WHAT YOU HAVE TO DO - What is the number of lines in the entries that include the word "IntoResponse"? Respond with the number only.

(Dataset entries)
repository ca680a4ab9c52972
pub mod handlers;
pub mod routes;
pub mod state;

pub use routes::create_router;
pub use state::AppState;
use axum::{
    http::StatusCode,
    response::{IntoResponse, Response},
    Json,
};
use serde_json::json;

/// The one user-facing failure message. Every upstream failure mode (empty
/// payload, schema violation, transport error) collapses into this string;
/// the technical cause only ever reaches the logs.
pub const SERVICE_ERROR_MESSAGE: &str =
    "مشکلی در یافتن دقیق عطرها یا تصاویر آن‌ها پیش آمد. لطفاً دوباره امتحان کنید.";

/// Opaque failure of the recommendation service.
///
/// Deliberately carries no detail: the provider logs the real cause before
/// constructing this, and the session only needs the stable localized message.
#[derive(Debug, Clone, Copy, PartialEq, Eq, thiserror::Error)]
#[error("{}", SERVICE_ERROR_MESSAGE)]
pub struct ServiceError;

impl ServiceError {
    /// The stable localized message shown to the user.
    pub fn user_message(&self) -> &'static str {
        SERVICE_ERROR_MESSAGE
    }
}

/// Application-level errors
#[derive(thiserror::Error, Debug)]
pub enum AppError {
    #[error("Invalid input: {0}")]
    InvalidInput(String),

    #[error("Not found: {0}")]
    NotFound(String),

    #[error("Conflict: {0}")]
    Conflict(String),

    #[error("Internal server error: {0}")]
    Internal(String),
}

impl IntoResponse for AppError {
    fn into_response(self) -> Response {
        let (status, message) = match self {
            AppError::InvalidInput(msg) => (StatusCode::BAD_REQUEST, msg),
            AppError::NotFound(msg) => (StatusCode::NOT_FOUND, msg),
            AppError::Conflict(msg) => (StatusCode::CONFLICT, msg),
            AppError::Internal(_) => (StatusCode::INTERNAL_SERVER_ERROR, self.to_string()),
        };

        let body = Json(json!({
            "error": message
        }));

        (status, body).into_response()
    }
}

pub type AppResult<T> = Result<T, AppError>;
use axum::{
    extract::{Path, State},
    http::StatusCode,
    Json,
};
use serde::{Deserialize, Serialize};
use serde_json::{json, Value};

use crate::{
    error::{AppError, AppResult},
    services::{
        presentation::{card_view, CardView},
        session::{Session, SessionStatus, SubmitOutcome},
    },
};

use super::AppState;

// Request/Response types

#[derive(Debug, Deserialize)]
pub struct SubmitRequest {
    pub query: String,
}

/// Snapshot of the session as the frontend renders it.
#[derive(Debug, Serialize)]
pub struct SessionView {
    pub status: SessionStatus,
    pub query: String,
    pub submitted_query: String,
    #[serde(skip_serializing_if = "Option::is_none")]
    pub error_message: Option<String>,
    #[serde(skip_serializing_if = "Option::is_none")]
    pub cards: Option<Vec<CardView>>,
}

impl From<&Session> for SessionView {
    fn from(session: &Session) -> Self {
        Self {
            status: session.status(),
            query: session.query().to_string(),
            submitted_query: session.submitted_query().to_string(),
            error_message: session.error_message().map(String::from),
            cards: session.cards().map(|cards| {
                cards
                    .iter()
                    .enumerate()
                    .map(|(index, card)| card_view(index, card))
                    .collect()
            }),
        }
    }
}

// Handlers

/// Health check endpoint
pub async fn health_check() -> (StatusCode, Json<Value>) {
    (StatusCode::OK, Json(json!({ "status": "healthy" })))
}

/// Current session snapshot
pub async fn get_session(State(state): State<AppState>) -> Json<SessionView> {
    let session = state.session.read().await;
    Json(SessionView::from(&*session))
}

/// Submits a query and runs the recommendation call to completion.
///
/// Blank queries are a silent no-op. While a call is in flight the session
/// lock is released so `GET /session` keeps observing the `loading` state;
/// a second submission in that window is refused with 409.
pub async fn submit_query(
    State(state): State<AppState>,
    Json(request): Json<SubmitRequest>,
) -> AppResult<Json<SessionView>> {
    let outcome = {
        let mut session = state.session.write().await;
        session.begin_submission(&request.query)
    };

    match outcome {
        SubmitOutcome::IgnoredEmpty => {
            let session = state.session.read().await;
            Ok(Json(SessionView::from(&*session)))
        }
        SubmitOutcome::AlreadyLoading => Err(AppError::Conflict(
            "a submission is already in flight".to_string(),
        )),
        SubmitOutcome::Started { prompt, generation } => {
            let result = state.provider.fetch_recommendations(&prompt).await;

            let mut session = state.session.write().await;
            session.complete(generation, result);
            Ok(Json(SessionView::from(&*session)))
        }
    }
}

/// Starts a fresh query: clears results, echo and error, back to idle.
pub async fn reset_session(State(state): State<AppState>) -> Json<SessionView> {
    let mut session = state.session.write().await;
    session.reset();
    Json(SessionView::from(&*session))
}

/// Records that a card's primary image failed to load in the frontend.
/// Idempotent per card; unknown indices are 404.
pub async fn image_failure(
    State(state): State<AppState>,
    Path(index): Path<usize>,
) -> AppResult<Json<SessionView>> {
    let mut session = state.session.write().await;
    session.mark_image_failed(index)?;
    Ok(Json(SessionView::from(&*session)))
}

WRITTEN ANSWER - 2